The poem "Coral" was published in Golddust magazine
http://issuu.com/golddust/docs/issue15/49
Shivani Sivagurunathan has been writing since her teens and has been published in a few poetry
publications in the United Kingdom , including Agenda Broadsheet, The Wolf and
light house city. Her poems are
generally written in free verse although she has written sonnets, sestinas and
villanelles.Her poems are best described as being introspective but this is usually manifested through an
engagement with the natural world. Being an artist as well, they tend to be
very visual and she often paints pictures that not only accompany the poems but
flesh them out. This allows for a re-engagement with the poems and a consequent
reworking of them. She draws
inspiration from the works of Ted Hughes, Pablo Neruda, Geoffrey Hill, Derek
Walcott, Alice Oswald, David Malouf, Dylan Thomas and Federico Garcia Lorca.

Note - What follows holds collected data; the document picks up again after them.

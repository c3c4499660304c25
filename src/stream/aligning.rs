//! Rounds reads and writes out to a fixed block size, so an inner stream
//! that only supports whole-block I/O (a VDI/VMDK grain, an Ext block) can
//! still be addressed byte-granularly. A write that doesn't cover a whole
//! block is a read-modify-write: read the block into a scratch buffer,
//! splice in the caller's bytes, write the block back.

use super::{SparseStream, StreamExtent};
use crate::error::Result;

pub struct AligningStream<T> {
    inner: T,
    block_size: u64,
    pos: u64,
    scratch: Vec<u8>,
}

impl<T: SparseStream> AligningStream<T> {
    pub fn new(inner: T, block_size: u64) -> Self {
        Self {
            inner,
            block_size,
            pos: 0,
            scratch: vec![0u8; block_size as usize],
        }
    }

    fn block_start(&self, pos: u64) -> u64 {
        (pos / self.block_size) * self.block_size
    }
}

impl<T: SparseStream> SparseStream for AligningStream<T> {
    fn len(&self) -> u64 {
        self.inner.len()
    }

    fn position(&self) -> u64 {
        self.pos
    }

    fn set_position(&mut self, pos: u64) {
        self.pos = pos;
    }

    fn read_at(&mut self, buf: &mut [u8]) -> Result<usize> {
        let mut total = 0usize;
        while total < buf.len() && self.pos < self.inner.len() {
            let block_start = self.block_start(self.pos);
            let offset_in_block = (self.pos - block_start) as usize;
            self.inner.set_position(block_start);
            let block_len = self.inner.read_at(&mut self.scratch)?;
            if block_len <= offset_in_block {
                break;
            }
            let available = block_len - offset_in_block;
            let want = (buf.len() - total).min(available);
            buf[total..total + want]
                .copy_from_slice(&self.scratch[offset_in_block..offset_in_block + want]);
            total += want;
            self.pos += want as u64;
        }
        Ok(total)
    }

    fn write_at(&mut self, buf: &[u8]) -> Result<usize> {
        let mut total = 0usize;
        while total < buf.len() {
            let block_start = self.block_start(self.pos);
            let offset_in_block = (self.pos - block_start) as usize;
            let want = (buf.len() - total).min(self.scratch.len() - offset_in_block);
            let full_block = offset_in_block == 0 && want == self.scratch.len();

            if !full_block {
                self.inner.set_position(block_start);
                let read_len = self.inner.read_at(&mut self.scratch)?;
                for b in self.scratch[read_len..].iter_mut() {
                    *b = 0;
                }
            }
            self.scratch[offset_in_block..offset_in_block + want]
                .copy_from_slice(&buf[total..total + want]);

            self.inner.set_position(block_start);
            self.inner.write_at(&self.scratch)?;

            total += want;
            self.pos += want as u64;
        }
        Ok(total)
    }

    fn extents(&self) -> Vec<StreamExtent> {
        self.inner.extents()
    }
}

#[cfg(test)]
mod tests {
    use super::*;
    use crate::stream::wrapping::WrappingStream;
    use std::io::Cursor;

    #[test]
    fn unaligned_write_is_read_modify_write() {
        let base = WrappingStream::new(Cursor::new(vec![0xAAu8; 16]), 16);
        let mut s = AligningStream::new(base, 8);
        s.set_position(3);
        s.write_at(&[1, 2]).unwrap();

        s.set_position(0);
        let mut buf = [0u8; 8];
        s.read_at(&mut buf).unwrap();
        assert_eq!(buf, [0xAA, 0xAA, 0xAA, 1, 2, 0xAA, 0xAA, 0xAA]);
    }

    #[test]
    fn full_block_write_skips_read() {
        let base = WrappingStream::new(Cursor::new(vec![0u8; 8]), 8);
        let mut s = AligningStream::new(base, 8);
        s.write_at(&[1; 8]).unwrap();
        s.set_position(0);
        let mut buf = [0u8; 8];
        s.read_at(&mut buf).unwrap();
        assert_eq!(buf, [1; 8]);
    }
}
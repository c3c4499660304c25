//! `VmdkDisk`: the read-for-open entry point composing a descriptor, its
//! extents, and (if present) its parent chain into one [`SparseStream`].

use crate::error::{Error, Result};
use crate::stream::{SparseStream, StreamExtent};
use std::collections::HashSet;
use std::path::{Path, PathBuf};

use super::descriptor::{acquire_descriptor, parse_descriptor, VmdkDescriptor};
use super::extent::open_extents;
use super::parent;

pub struct VmdkDisk {
    stream: Box<dyn SparseStream>,
    descriptor: VmdkDescriptor,
}

impl VmdkDisk {
    /// Open `path` for reading, following its parent chain (if any) to the
    /// base image. Fails with `InvalidFormat` on a cyclic parent chain.
    pub fn open(path: impl AsRef<Path>) -> Result<Self> {
        let mut visited = HashSet::new();
        let (stream, descriptor) = open_chain(path.as_ref(), &mut visited)?;
        Ok(Self { stream, descriptor })
    }

    pub fn descriptor(&self) -> &VmdkDescriptor {
        &self.descriptor
    }
}

impl SparseStream for VmdkDisk {
    fn len(&self) -> u64 {
        self.stream.len()
    }

    fn position(&self) -> u64 {
        self.stream.position()
    }

    fn set_position(&mut self, pos: u64) {
        self.stream.set_position(pos)
    }

    fn read_at(&mut self, buf: &mut [u8]) -> Result<usize> {
        self.stream.read_at(buf)
    }

    fn write_at(&mut self, buf: &[u8]) -> Result<usize> {
        self.stream.write_at(buf)
    }

    fn extents(&self) -> Vec<StreamExtent> {
        self.stream.extents()
    }
}

fn open_chain(
    path: &Path,
    visited: &mut HashSet<PathBuf>,
) -> Result<(Box<dyn SparseStream>, VmdkDescriptor)> {
    parent::enter(visited, path)?;

    let text = acquire_descriptor(path)?;
    let descriptor = parse_descriptor(&text)?;
    let base_dir = path.parent().unwrap_or_else(|| Path::new("."));

    let parent_stream = if descriptor.has_parent() {
        let hint = descriptor.parent_file_name_hint.as_deref().ok_or_else(|| {
            Error::invalid_format("descriptor declares a parentCID but no parentFileNameHint")
        })?;
        let parent_path = parent::resolve_relative(base_dir, hint);
        let (parent_stream, _parent_descriptor) = open_chain(&parent_path, visited)?;
        Some(parent_stream)
    } else {
        None
    };

    let stream = open_extents(base_dir, &descriptor.extents, parent_stream)?;
    Ok((stream, descriptor))
}

#[cfg(test)]
mod tests {
    use super::*;
    use std::io::Write;

    fn write_flat_vmdk(dir: &std::path::Path, name: &str, data: &[u8]) -> std::path::PathBuf {
        let flat_name = format!("{}-flat.vmdk", name.trim_end_matches(".vmdk"));
        let flat_path = dir.join(&flat_name);
        std::fs::write(&flat_path, data).unwrap();

        let descriptor_path = dir.join(name);
        let mut f = std::fs::File::create(&descriptor_path).unwrap();
        writeln!(f, "version=1").unwrap();
        writeln!(f, "CID=1").unwrap();
        writeln!(f, "parentCID=ffffffff").unwrap();
        writeln!(f, "createType=\"monolithicFlat\"").unwrap();
        writeln!(f).unwrap();
        writeln!(
            f,
            "RW {} FLAT \"{}\" 0",
            data.len() / 512,
            flat_name
        )
        .unwrap();
        descriptor_path
    }

    #[test]
    fn opens_flat_descriptor_and_reads_data() {
        let dir = tempfile::tempdir().unwrap();
        let data = vec![7u8; 1024];
        let path = write_flat_vmdk(dir.path(), "disk.vmdk", &data);

        let mut disk = VmdkDisk::open(&path).unwrap();
        assert_eq!(disk.len(), 1024);
        let mut buf = vec![0u8; 1024];
        disk.read_at(&mut buf).unwrap();
        assert_eq!(buf, data);
        assert!(!disk.descriptor().has_parent());
    }

    #[test]
    fn self_referential_parent_is_rejected() {
        let dir = tempfile::tempdir().unwrap();
        let path = dir.path().join("loop.vmdk");
        let mut f = std::fs::File::create(&path).unwrap();
        writeln!(f, "version=1").unwrap();
        writeln!(f, "CID=1").unwrap();
        writeln!(f, "parentCID=2").unwrap();
        writeln!(f, "parentFileNameHint=\"loop.vmdk\"").unwrap();
        writeln!(f, "createType=\"monolithicFlat\"").unwrap();

        let result = VmdkDisk::open(&path);
        assert!(result.is_err());
    }
}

She is currently working on a long poem on the history, culture, religions and
the natural environment of Malaysia.
PLAYWRIGHT
Rani Moorthy (Handful of Henna,2010)
Rani Moorthy is a Malaysia born playwright, actress, and artistic director of Rasa Productions. Following the race riot of 1969 her family tried to emigrate to Singapore, but were unsuccessful for a time. When they eventually made it, Moorthy began her acting career, appearing in theatre and hosting The Ra Ra Show, a television comedy. In 1996, she emigrated to the United Kingdom. Rani was educated at the 'National University of Singapore.
Handful
of Henna (2010) Synopsis
Being dragged by her mother back
to the family village thousands of miles away is no fun for 13-year-old
Nasreen. In the monsoon rain, not being able to text friends, she little
expects what will be uncovered on her first visit. But with the mystical power
of henna, a secret garden of buried dreams, and more than a little help from
the wagging tongues of Aunties, Grandparents and neighbours, she is about to
discover some unexpected truths about her mother. Based on real stories from
Muslim women, this is an evocative and enchanting story of homecoming,
adventure, fear and joy for a girl and her mother. Skipping back and forth
across time and between lives lived across two cultures; four actresses create
a bustling, colourful world bursting with music, dance and family celebration.